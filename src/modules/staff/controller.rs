use axum::{
    Json,
    extract::{Path, Query, State},
};
use tracing::instrument;
use uuid::Uuid;

use crate::state::AppState;
use crate::utils::errors::{AppError, ErrorResponse};
use crate::utils::pagination::PaginationParams;
use crate::validator::ValidatedJson;

use super::model::{
    CreateStaffDto, PaginatedStaffResponse, ReviewStaffStatusDto, StaffMember, UpdateStaffDto,
};
use super::service::StaffService;

#[utoipa::path(
    post,
    path = "/api/staff",
    request_body = CreateStaffDto,
    responses(
        (status = 200, description = "Staff member created", body = StaffMember),
        (status = 400, description = "Invalid request body", body = ErrorResponse),
        (status = 401, description = "Unauthorized", body = ErrorResponse),
        (status = 403, description = "Access denied", body = ErrorResponse),
        (status = 409, description = "Email already in use", body = ErrorResponse)
    ),
    security(
        ("user_id_header" = [], "active_role_header" = [])
    ),
    tag = "Staff"
)]
#[instrument]
pub async fn create_staff(
    State(state): State<AppState>,
    ValidatedJson(dto): ValidatedJson<CreateStaffDto>,
) -> Result<Json<StaffMember>, AppError> {
    let staff = StaffService::create_staff(&state.db, dto).await?;
    Ok(Json(staff))
}

#[utoipa::path(
    get,
    path = "/api/staff",
    params(PaginationParams),
    responses(
        (status = 200, description = "Staff ordered by name", body = PaginatedStaffResponse),
        (status = 401, description = "Unauthorized", body = ErrorResponse),
        (status = 403, description = "Access denied", body = ErrorResponse)
    ),
    security(
        ("user_id_header" = [], "active_role_header" = [])
    ),
    tag = "Staff"
)]
#[instrument]
pub async fn get_staff_members(
    State(state): State<AppState>,
    Query(params): Query<PaginationParams>,
) -> Result<Json<PaginatedStaffResponse>, AppError> {
    let (data, total) = StaffService::get_staff_members(&state.db, &params).await?;
    Ok(Json(PaginatedStaffResponse {
        data,
        meta: params.meta(total),
    }))
}

#[utoipa::path(
    get,
    path = "/api/staff/{id}",
    params(
        ("id" = Uuid, Path, description = "Staff member ID")
    ),
    responses(
        (status = 200, description = "Staff member details", body = StaffMember),
        (status = 401, description = "Unauthorized", body = ErrorResponse),
        (status = 403, description = "Access denied", body = ErrorResponse),
        (status = 404, description = "Staff member not found", body = ErrorResponse)
    ),
    security(
        ("user_id_header" = [], "active_role_header" = [])
    ),
    tag = "Staff"
)]
#[instrument]
pub async fn get_staff_member(
    State(state): State<AppState>,
    Path(id): Path<Uuid>,
) -> Result<Json<StaffMember>, AppError> {
    let staff = StaffService::get_staff_member(&state.db, id).await?;
    Ok(Json(staff))
}

#[utoipa::path(
    put,
    path = "/api/staff/{id}",
    params(
        ("id" = Uuid, Path, description = "Staff member ID")
    ),
    request_body = UpdateStaffDto,
    responses(
        (status = 200, description = "Staff member updated", body = StaffMember),
        (status = 400, description = "Invalid request body", body = ErrorResponse),
        (status = 401, description = "Unauthorized", body = ErrorResponse),
        (status = 403, description = "Access denied", body = ErrorResponse),
        (status = 404, description = "Staff member not found", body = ErrorResponse),
        (status = 409, description = "Email already in use", body = ErrorResponse)
    ),
    security(
        ("user_id_header" = [], "active_role_header" = [])
    ),
    tag = "Staff"
)]
#[instrument]
pub async fn update_staff(
    State(state): State<AppState>,
    Path(id): Path<Uuid>,
    ValidatedJson(dto): ValidatedJson<UpdateStaffDto>,
) -> Result<Json<StaffMember>, AppError> {
    let staff = StaffService::update_staff(&state.db, id, dto).await?;
    Ok(Json(staff))
}

#[utoipa::path(
    post,
    path = "/api/staff/{id}/status",
    params(
        ("id" = Uuid, Path, description = "Staff member ID")
    ),
    request_body = ReviewStaffStatusDto,
    responses(
        (status = 200, description = "Employment status reviewed", body = StaffMember),
        (status = 400, description = "Invalid request body", body = ErrorResponse),
        (status = 401, description = "Unauthorized", body = ErrorResponse),
        (status = 403, description = "Access denied", body = ErrorResponse),
        (status = 404, description = "Staff member not found", body = ErrorResponse)
    ),
    security(
        ("user_id_header" = [], "active_role_header" = [])
    ),
    tag = "Staff"
)]
#[instrument]
pub async fn review_staff_status(
    State(state): State<AppState>,
    Path(id): Path<Uuid>,
    ValidatedJson(dto): ValidatedJson<ReviewStaffStatusDto>,
) -> Result<Json<StaffMember>, AppError> {
    let staff = StaffService::review_status(&state.db, id, dto).await?;
    Ok(Json(staff))
}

◆ ◆ ◆ ◆ ◆ ◆ ◆

Transcribe all of the data exactly, leaving no line out.

filename src/modules/staff/controller.rs
use axum::{
    Json,
    extract::{Path, Query, State},
};
use tracing::instrument;
use uuid::Uuid;

use crate::state::AppState;
use crate::utils::errors::{AppError, ErrorResponse};
use crate::utils::pagination::PaginationParams;
use crate::validator::ValidatedJson;

use super::model::{
    CreateStaffDto, PaginatedStaffResponse, ReviewStaffStatusDto, StaffMember, UpdateStaffDto,
};
use super::service::StaffService;

#[utoipa::path(
    post,
    path = "/api/staff",
    request_body = CreateStaffDto,
    responses(
        (status = 200, description = "Staff member created", body = StaffMember),
        (status = 400, description = "Invalid request body", body = ErrorResponse),
        (status = 401, description = "Unauthorized", body = ErrorResponse),
        (status = 403, description = "Access denied", body = ErrorResponse),
        (status = 409, description = "Email already in use", body = ErrorResponse)
    ),
    security(
        ("user_id_header" = [], "active_role_header" = [])
    ),
    tag = "Staff"
)]
#[instrument]
pub async fn create_staff(
    State(state): State<AppState>,
    ValidatedJson(dto): ValidatedJson<CreateStaffDto>,
) -> Result<Json<StaffMember>, AppError> {
    let staff = StaffService::create_staff(&state.db, dto).await?;
    Ok(Json(staff))
}

#[utoipa::path(
    get,
    path = "/api/staff",
    params(PaginationParams),
    responses(
        (status = 200, description = "Staff ordered by name", body = PaginatedStaffResponse),
        (status = 401, description = "Unauthorized", body = ErrorResponse),
        (status = 403, description = "Access denied", body = ErrorResponse)
    ),
    security(
        ("user_id_header" = [], "active_role_header" = [])
    ),
    tag = "Staff"
)]
#[instrument]
pub async fn get_staff_members(
    State(state): State<AppState>,
    Query(params): Query<PaginationParams>,
) -> Result<Json<PaginatedStaffResponse>, AppError> {
    let (data, total) = StaffService::get_staff_members(&state.db, &params).await?;
    Ok(Json(PaginatedStaffResponse {
        data,
        meta: params.meta(total),
    }))
}

#[utoipa::path(
    get,
    path = "/api/staff/{id}",
    params(
        ("id" = Uuid, Path, description = "Staff member ID")
    ),
    responses(
        (status = 200, description = "Staff member details", body = StaffMember),
        (status = 401, description = "Unauthorized", body = ErrorResponse),
        (status = 403, description = "Access denied", body = ErrorResponse),
        (status = 404, description = "Staff member not found", body = ErrorResponse)
    ),
    security(
        ("user_id_header" = [], "active_role_header" = [])
    ),
    tag = "Staff"
)]
#[instrument]
pub async fn get_staff_member(
    State(state): State<AppState>,
    Path(id): Path<Uuid>,
) -> Result<Json<StaffMember>, AppError> {
    let staff = StaffService::get_staff_member(&state.db, id).await?;
    Ok(Json(staff))
}

#[utoipa::path(
    put,
    path = "/api/staff/{id}",
    params(
        ("id" = Uuid, Path, description = "Staff member ID")
    ),
    request_body = UpdateStaffDto,
    responses(
        (status = 200, description = "Staff member updated", body = StaffMember),
        (status = 400, description = "Invalid request body", body = ErrorResponse),
        (status = 401, description = "Unauthorized", body = ErrorResponse),
        (status = 403, description = "Access denied", body = ErrorResponse),
        (status = 404, description = "Staff member not found", body = ErrorResponse),
        (status = 409, description = "Email already in use", body = ErrorResponse)
    ),
    security(
        ("user_id_header" = [], "active_role_header" = [])
    ),
    tag = "Staff"
)]
#[instrument]
pub async fn update_staff(
    State(state): State<AppState>,
    Path(id): Path<Uuid>,
    ValidatedJson(dto): ValidatedJson<UpdateStaffDto>,
) -> Result<Json<StaffMember>, AppError> {
    let staff = StaffService::update_staff(&state.db, id, dto).await?;
    Ok(Json(staff))
}

#[utoipa::path(
    post,
    path = "/api/staff/{id}/status",
    params(
        ("id" = Uuid, Path, description = "Staff member ID")
    ),
    request_body = ReviewStaffStatusDto,
    responses(
        (status = 200, description = "Employment status reviewed", body = StaffMember),
        (status = 400, description = "Invalid request body", body = ErrorResponse),
        (status = 401, description = "Unauthorized", body = ErrorResponse),
        (status = 403, description = "Access denied", body = ErrorResponse),
        (status = 404, description = "Staff member not found", body = ErrorResponse)
    ),
    security(
        ("user_id_header" = [], "active_role_header" = [])
    ),
    tag = "Staff"
)]
#[instrument]
pub async fn review_staff_status(
    State(state): State<AppState>,
    Path(id): Path<Uuid>,
    ValidatedJson(dto): ValidatedJson<ReviewStaffStatusDto>,
) -> Result<Json<StaffMember>, AppError> {
    let staff = StaffService::review_status(&state.db, id, dto).await?;
    Ok(Json(staff))
}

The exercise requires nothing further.